The recordings were made during a tour of Sierra Leone, Guinea, and Liberia, with the musicians acting as cultural ambassadors, and feature extensive audience participation. Prior to the trip, the members of the trio had never played together. After leaving Africa, the group traveled to Europe, where they recorded the live album Cassava Balls the following month.

==Reception==

In a review for AllMusic, Steve Loewy wrote: "The exquisite percussion of Famoudou Don Moye... and Hartmut Geerken colors every tune with a Dionysian joy. John Tchicai blows hard and convincingly, as he belts out simple riffs and improvises melodically and passionately... there is a unique enlightening quality to the bells and whistles that engulfs the saxophone in a meditative cloud of vaporous cacophony."

The authors of The Penguin Guide to Jazz Recordings stated that the album "is not the easiest of listens comprising as it does a rather personal diary of encounters with local people, some trained musicians, most not.

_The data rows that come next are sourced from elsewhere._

//! Sparse lexical index backed by TF-IDF.
//!
//! [`SparseIndex`] builds a term-weighted representation of a chunk corpus at
//! construction time and answers top-k lexical similarity queries. The
//! vocabulary covers unigrams and bigrams with English stop words removed;
//! rows use smoothed IDF weighting and are L2-normalized, so a query's dot
//! product against a row is a cosine score in `[0, 1]`.
//!
//! The index is immutable once built. Growing the corpus means building a new
//! index and swapping it in via
//! [`RetrievalEngine::rebuild_sparse_index`](crate::engine::RetrievalEngine::rebuild_sparse_index).

use std::collections::HashMap;
use std::sync::Arc;

use tracing::{debug, info};

use crate::document::{Candidate, Chunk};

/// English stop words excluded from the vocabulary.
const STOP_WORDS: &[&str] = &[
    "about", "above", "after", "again", "against", "all", "am", "an", "and", "any", "are",
    "as", "at", "be", "because", "been", "before", "being", "below", "between", "both", "but",
    "by", "can", "cannot", "could", "did", "do", "does", "doing", "down", "during", "each",
    "few", "for", "from", "further", "had", "has", "have", "having", "he", "her", "here",
    "hers", "herself", "him", "himself", "his", "how", "if", "in", "into", "is", "it", "its",
    "itself", "just", "me", "more", "most", "my", "myself", "no", "nor", "not", "now", "of",
    "off", "on", "once", "only", "or", "other", "our", "ours", "ourselves", "out", "over",
    "own", "same", "she", "should", "so", "some", "such", "than", "that", "the", "their",
    "theirs", "them", "themselves", "then", "there", "these", "they", "this", "those",
    "through", "to", "too", "under", "until", "up", "very", "was", "we", "were", "what",
    "when", "where", "which", "while", "who", "whom", "why", "will", "with", "would", "you",
    "your", "yours", "yourself", "yourselves",
];

/// A TF-IDF index over a chunk corpus.
///
/// Building never fails: an empty corpus, or one where every chunk text is
/// empty or all stop words, produces an *inactive* index whose queries return
/// an empty result.
pub struct SparseIndex {
    chunks: Vec<Arc<Chunk>>,
    vocabulary: HashMap<String, usize>,
    idf: Vec<f32>,
    /// Per-chunk sparse rows: (term index, weight), sorted by term index,
    /// L2-normalized. Chunks with no vocabulary terms have an empty row.
    rows: Vec<Vec<(usize, f32)>>,
}

impl SparseIndex {
    /// Build an index over `corpus`, in corpus order.
    pub fn build(corpus: &[Arc<Chunk>]) -> Self {
        let tokenized: Vec<Vec<String>> = corpus.iter().map(|c| extract_terms(&c.text)).collect();

        let mut vocabulary: HashMap<String, usize> = HashMap::new();
        for terms in &tokenized {
            for term in terms {
                if !vocabulary.contains_key(term) {
                    vocabulary.insert(term.clone(), vocabulary.len());
                }
            }
        }

        if vocabulary.is_empty() {
            info!(chunks = corpus.len(), "sparse index inactive: no indexable terms");
            return Self {
                chunks: Vec::new(),
                vocabulary,
                idf: Vec::new(),
                rows: Vec::new(),
            };
        }

        let n_docs = corpus.len() as f32;
        let mut df = vec![0usize; vocabulary.len()];
        let mut counts_per_doc: Vec<HashMap<usize, f32>> = Vec::with_capacity(corpus.len());
        for terms in &tokenized {
            let mut counts: HashMap<usize, f32> = HashMap::new();
            for term in terms {
                *counts.entry(vocabulary[term]).or_insert(0.0) += 1.0;
            }
            for &idx in counts.keys() {
                df[idx] += 1;
            }
            counts_per_doc.push(counts);
        }

        // Smoothed IDF: ln((1 + n) / (1 + df)) + 1.
        let idf: Vec<f32> =
            df.iter().map(|&d| ((1.0 + n_docs) / (1.0 + d as f32)).ln() + 1.0).collect();

        let rows = counts_per_doc
            .into_iter()
            .map(|counts| {
                let mut row: Vec<(usize, f32)> =
                    counts.into_iter().map(|(idx, count)| (idx, count * idf[idx])).collect();
                row.sort_unstable_by_key(|&(idx, _)| idx);
                l2_normalize(&mut row);
                row
            })
            .collect();

        info!(chunks = corpus.len(), terms = vocabulary.len(), "built sparse index");
        Self { chunks: corpus.to_vec(), vocabulary, idf, rows }
    }

    /// Whether the index holds any indexable terms.
    pub fn is_active(&self) -> bool {
        !self.vocabulary.is_empty()
    }

    /// Number of chunks in the indexed corpus.
    pub fn len(&self) -> usize {
        self.chunks.len()
    }

    /// Whether the indexed corpus is empty.
    pub fn is_empty(&self) -> bool {
        self.chunks.is_empty()
    }

    /// Top-k lexical query against the corpus.
    ///
    /// Projects `text` into the vocabulary space and scores every chunk by
    /// cosine similarity. Only strictly positive scores are returned, sorted
    /// descending with corpus order breaking ties. An inactive index, or a
    /// query with no vocabulary terms, returns an empty result.
    pub fn query(&self, text: &str, top_k: usize) -> Vec<Candidate> {
        if !self.is_active() {
            return Vec::new();
        }

        let mut counts: HashMap<usize, f32> = HashMap::new();
        for term in extract_terms(text) {
            if let Some(&idx) = self.vocabulary.get(&term) {
                *counts.entry(idx).or_insert(0.0) += 1.0;
            }
        }
        if counts.is_empty() {
            debug!("sparse query has no indexable terms");
            return Vec::new();
        }

        let mut query_vec: Vec<(usize, f32)> =
            counts.into_iter().map(|(idx, count)| (idx, count * self.idf[idx])).collect();
        query_vec.sort_unstable_by_key(|&(idx, _)| idx);
        l2_normalize(&mut query_vec);

        let mut hits: Vec<Candidate> = self
            .rows
            .iter()
            .enumerate()
            .filter_map(|(doc_idx, row)| {
                let score = sparse_dot(row, &query_vec);
                (score > 0.0).then(|| Candidate::new(Arc::clone(&self.chunks[doc_idx]), score))
            })
            .collect();

        // Stable sort: ties keep corpus order.
        hits.sort_by(|a, b| b.score.partial_cmp(&a.score).unwrap_or(std::cmp::Ordering::Equal));
        hits.truncate(top_k);
        hits
    }
}

/// Lowercased unigrams and bigrams with stop words removed.
///
/// Tokens are maximal alphanumeric runs of length >= 2; bigrams join
/// consecutive surviving tokens with a space.
fn extract_terms(text: &str) -> Vec<String> {
    let tokens: Vec<String> = text
        .to_lowercase()
        .split(|c: char| !c.is_alphanumeric())
        .filter(|t| t.chars().count() >= 2 && !STOP_WORDS.contains(t))
        .map(str::to_string)
        .collect();

    let mut terms = tokens.clone();
    for pair in tokens.windows(2) {
        terms.push(format!("{} {}", pair[0], pair[1]));
    }
    terms
}

fn l2_normalize(vector: &mut [(usize, f32)]) {
    let norm = vector.iter().map(|&(_, w)| w * w).sum::<f32>().sqrt();
    if norm > 0.0 {
        for (_, w) in vector.iter_mut() {
            *w /= norm;
        }
    }
}

/// Dot product of two index-sorted sparse vectors.
fn sparse_dot(a: &[(usize, f32)], b: &[(usize, f32)]) -> f32 {
    let (mut i, mut j) = (0, 0);
    let mut sum = 0.0;
    while i < a.len() && j < b.len() {
        match a[i].0.cmp(&b[j].0) {
            std::cmp::Ordering::Less => i += 1,
            std::cmp::Ordering::Greater => j += 1,
            std::cmp::Ordering::Equal => {
                sum += a[i].1 * b[j].1;
                i += 1;
                j += 1;
            }
        }
    }
    sum
}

Tchicai plays mightily as he always does, but some of the extended percussion passages are hard to absorb without some visual stimulation."

A reviewer for All About Jazz commented: "The African Tapes offers surprisingly high sonic fidelity. And the cultural, linguistic, and musical richness of these two discs stands unparalleled in the history of improvised music. It is hard to recommend The African Tapes strongly enough."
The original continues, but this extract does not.